Supplied material
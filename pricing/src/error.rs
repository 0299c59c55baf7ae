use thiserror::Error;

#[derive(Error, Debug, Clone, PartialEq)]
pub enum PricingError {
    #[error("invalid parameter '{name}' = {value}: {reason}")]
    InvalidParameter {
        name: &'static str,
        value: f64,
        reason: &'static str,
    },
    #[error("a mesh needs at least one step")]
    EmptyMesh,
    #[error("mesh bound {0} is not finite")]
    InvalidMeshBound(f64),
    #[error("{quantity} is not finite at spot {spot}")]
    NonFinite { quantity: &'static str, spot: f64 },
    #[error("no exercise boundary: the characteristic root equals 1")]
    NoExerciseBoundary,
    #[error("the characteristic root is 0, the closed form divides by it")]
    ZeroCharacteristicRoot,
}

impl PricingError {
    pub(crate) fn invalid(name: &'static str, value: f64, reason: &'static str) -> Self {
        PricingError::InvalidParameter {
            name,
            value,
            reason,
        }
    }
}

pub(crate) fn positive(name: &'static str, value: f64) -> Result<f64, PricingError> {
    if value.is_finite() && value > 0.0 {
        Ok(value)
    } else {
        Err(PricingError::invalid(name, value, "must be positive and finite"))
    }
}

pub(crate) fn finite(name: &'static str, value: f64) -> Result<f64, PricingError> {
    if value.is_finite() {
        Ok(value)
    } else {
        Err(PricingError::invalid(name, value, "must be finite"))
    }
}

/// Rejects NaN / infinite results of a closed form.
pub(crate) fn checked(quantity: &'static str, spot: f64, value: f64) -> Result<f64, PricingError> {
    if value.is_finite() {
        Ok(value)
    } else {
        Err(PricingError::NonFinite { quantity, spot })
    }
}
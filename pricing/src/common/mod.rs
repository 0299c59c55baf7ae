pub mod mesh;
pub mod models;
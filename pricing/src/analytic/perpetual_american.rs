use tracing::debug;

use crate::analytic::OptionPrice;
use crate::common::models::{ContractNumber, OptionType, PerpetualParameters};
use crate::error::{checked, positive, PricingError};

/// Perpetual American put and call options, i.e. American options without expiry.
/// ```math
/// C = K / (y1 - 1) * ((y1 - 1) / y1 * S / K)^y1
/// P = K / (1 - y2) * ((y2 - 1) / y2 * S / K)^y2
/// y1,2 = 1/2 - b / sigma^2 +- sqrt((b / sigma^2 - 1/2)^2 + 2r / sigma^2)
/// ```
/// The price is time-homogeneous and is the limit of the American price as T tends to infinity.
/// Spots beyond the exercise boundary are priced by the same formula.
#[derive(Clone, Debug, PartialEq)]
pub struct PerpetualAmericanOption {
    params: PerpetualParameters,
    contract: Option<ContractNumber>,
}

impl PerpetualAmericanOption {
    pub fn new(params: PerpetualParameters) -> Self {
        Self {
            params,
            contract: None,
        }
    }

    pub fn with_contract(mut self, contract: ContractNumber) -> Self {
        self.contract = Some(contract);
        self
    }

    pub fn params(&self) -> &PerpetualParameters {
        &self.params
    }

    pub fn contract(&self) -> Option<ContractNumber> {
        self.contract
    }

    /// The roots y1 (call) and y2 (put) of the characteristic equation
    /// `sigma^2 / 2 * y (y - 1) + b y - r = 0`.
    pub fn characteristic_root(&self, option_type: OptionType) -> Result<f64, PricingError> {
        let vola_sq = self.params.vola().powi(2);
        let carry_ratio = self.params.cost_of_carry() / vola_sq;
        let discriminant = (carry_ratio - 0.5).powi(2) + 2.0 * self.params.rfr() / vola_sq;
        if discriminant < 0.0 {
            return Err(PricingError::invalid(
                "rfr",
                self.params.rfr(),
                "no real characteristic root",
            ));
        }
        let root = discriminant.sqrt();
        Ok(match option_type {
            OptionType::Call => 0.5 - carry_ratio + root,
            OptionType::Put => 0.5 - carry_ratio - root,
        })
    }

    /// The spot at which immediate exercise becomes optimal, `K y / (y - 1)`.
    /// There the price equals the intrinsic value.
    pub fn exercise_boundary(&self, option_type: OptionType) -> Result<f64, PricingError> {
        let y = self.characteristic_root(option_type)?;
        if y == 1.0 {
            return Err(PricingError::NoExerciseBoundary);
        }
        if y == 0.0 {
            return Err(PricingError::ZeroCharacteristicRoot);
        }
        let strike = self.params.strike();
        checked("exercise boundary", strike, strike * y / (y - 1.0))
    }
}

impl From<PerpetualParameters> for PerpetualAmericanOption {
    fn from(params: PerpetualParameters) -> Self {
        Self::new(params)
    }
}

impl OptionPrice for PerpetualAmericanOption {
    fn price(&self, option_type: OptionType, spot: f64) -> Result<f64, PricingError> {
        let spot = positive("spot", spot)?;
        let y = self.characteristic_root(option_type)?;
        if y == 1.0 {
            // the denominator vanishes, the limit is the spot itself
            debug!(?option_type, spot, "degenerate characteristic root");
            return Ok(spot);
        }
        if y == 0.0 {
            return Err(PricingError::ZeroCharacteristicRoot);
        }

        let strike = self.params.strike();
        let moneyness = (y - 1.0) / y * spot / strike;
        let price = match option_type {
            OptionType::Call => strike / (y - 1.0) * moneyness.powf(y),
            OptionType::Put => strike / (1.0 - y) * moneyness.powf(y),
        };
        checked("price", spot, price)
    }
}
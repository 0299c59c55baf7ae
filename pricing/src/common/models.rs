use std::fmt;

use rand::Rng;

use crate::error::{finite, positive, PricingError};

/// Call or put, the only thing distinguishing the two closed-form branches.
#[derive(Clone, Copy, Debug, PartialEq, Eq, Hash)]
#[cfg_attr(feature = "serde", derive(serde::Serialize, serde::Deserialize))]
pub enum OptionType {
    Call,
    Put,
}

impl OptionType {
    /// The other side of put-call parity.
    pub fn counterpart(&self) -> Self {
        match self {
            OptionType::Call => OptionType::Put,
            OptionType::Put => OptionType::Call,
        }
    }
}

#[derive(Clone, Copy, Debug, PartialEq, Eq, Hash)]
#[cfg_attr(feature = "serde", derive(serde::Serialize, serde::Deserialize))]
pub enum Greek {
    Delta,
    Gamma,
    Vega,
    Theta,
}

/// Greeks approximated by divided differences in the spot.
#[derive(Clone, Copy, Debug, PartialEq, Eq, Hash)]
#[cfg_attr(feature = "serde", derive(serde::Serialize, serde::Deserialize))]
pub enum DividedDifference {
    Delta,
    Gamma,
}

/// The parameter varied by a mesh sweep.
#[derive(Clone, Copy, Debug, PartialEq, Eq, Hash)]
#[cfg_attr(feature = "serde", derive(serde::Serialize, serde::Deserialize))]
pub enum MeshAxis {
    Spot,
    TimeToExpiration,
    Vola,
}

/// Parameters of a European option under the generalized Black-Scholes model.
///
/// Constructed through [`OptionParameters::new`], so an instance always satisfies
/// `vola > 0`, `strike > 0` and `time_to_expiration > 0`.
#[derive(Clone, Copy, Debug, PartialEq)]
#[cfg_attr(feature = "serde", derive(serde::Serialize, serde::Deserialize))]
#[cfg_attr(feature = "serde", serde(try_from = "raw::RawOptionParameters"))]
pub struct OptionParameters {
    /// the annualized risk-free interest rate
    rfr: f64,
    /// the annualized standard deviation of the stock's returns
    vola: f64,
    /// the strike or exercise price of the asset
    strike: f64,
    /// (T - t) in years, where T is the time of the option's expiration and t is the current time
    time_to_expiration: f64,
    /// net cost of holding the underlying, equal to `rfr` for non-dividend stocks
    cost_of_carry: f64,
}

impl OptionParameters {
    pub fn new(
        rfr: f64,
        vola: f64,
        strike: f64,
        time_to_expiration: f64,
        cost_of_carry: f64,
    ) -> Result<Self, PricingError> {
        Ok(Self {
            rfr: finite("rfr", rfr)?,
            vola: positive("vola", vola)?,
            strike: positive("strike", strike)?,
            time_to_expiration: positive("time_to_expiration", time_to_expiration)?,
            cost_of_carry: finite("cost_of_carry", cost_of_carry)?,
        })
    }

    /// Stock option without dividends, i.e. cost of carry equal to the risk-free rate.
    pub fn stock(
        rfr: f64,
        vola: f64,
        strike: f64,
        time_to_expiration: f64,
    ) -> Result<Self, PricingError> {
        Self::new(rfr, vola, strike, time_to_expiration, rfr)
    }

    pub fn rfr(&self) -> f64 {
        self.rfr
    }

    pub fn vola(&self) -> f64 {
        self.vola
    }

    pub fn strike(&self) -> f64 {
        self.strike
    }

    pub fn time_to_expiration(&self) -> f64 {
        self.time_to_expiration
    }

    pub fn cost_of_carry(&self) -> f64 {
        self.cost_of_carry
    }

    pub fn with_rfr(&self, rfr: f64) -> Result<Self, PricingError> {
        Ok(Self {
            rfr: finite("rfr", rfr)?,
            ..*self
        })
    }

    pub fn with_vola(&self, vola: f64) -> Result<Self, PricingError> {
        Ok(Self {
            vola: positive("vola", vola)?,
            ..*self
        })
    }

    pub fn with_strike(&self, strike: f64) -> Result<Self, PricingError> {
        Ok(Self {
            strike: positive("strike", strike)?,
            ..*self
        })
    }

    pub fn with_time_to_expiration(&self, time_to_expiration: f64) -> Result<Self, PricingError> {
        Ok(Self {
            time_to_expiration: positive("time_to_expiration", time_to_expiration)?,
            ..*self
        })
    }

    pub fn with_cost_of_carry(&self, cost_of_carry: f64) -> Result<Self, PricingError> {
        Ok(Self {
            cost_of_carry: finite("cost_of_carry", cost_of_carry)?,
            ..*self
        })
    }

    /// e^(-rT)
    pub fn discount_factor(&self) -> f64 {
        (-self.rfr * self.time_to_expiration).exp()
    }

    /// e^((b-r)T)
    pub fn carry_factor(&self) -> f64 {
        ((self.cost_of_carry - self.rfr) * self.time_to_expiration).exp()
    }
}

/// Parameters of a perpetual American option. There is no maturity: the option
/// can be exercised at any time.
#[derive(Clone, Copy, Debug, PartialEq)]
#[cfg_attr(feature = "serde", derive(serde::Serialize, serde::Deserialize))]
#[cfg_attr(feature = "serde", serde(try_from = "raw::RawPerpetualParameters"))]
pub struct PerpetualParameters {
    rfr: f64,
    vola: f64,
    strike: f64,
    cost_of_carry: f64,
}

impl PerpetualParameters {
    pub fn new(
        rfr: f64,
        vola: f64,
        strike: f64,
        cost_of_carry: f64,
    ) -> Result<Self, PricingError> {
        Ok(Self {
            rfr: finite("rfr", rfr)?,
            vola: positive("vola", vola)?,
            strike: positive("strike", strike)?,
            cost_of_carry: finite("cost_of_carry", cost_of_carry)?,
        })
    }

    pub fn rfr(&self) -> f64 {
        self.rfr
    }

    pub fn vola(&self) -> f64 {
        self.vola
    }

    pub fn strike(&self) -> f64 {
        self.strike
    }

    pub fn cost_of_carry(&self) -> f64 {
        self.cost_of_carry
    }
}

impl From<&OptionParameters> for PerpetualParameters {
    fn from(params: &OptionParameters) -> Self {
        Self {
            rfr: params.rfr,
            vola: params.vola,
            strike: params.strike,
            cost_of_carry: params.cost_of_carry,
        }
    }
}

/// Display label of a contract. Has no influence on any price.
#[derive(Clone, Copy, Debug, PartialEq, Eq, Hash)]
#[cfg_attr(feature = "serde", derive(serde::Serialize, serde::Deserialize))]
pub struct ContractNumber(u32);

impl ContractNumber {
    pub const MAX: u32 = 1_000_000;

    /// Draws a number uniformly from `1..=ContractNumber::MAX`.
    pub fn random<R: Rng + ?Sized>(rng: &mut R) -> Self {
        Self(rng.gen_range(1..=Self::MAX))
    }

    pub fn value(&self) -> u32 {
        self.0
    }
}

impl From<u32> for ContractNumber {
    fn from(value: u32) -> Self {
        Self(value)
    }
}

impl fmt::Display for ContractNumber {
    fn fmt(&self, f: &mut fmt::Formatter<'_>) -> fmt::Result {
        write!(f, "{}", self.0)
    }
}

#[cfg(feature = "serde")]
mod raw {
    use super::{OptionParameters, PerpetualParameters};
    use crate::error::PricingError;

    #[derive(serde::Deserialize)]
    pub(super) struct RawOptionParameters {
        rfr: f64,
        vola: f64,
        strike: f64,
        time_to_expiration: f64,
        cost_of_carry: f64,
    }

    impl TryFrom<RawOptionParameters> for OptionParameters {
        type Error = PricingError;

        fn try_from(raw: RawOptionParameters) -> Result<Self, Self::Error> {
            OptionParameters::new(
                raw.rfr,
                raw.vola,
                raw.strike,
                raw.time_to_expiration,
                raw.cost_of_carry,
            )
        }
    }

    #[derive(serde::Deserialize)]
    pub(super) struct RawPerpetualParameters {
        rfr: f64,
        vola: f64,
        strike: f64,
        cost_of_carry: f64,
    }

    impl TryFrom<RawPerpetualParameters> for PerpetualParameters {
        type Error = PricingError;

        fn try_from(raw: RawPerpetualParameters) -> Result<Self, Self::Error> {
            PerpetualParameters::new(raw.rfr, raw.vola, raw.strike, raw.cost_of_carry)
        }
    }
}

What the exercise asks
When the line with "if discriminant <" is reached in the data above, start copying there, and copy each line exactly until the line with "use rand::Rng;" has been copied; copy nothing else.

Task output
        if discriminant < 0.0 {
            return Err(PricingError::invalid(
                "rfr",
                self.params.rfr(),
                "no real characteristic root",
            ));
        }
        let root = discriminant.sqrt();
        Ok(match option_type {
            OptionType::Call => 0.5 - carry_ratio + root,
            OptionType::Put => 0.5 - carry_ratio - root,
        })
    }

    /// The spot at which immediate exercise becomes optimal, `K y / (y - 1)`.
    /// There the price equals the intrinsic value.
    pub fn exercise_boundary(&self, option_type: OptionType) -> Result<f64, PricingError> {
        let y = self.characteristic_root(option_type)?;
        if y == 1.0 {
            return Err(PricingError::NoExerciseBoundary);
        }
        if y == 0.0 {
            return Err(PricingError::ZeroCharacteristicRoot);
        }
        let strike = self.params.strike();
        checked("exercise boundary", strike, strike * y / (y - 1.0))
    }
}

impl From<PerpetualParameters> for PerpetualAmericanOption {
    fn from(params: PerpetualParameters) -> Self {
        Self::new(params)
    }
}

impl OptionPrice for PerpetualAmericanOption {
    fn price(&self, option_type: OptionType, spot: f64) -> Result<f64, PricingError> {
        let spot = positive("spot", spot)?;
        let y = self.characteristic_root(option_type)?;
        if y == 1.0 {
            // the denominator vanishes, the limit is the spot itself
            debug!(?option_type, spot, "degenerate characteristic root");
            return Ok(spot);
        }
        if y == 0.0 {
            return Err(PricingError::ZeroCharacteristicRoot);
        }

        let strike = self.params.strike();
        let moneyness = (y - 1.0) / y * spot / strike;
        let price = match option_type {
            OptionType::Call => strike / (y - 1.0) * moneyness.powf(y),
            OptionType::Put => strike / (1.0 - y) * moneyness.powf(y),
        };
        checked("price", spot, price)
    }
}
repository 0299c59c55baf7ae
filename pricing/src/common/models.rs
use std::fmt;

use rand::Rng;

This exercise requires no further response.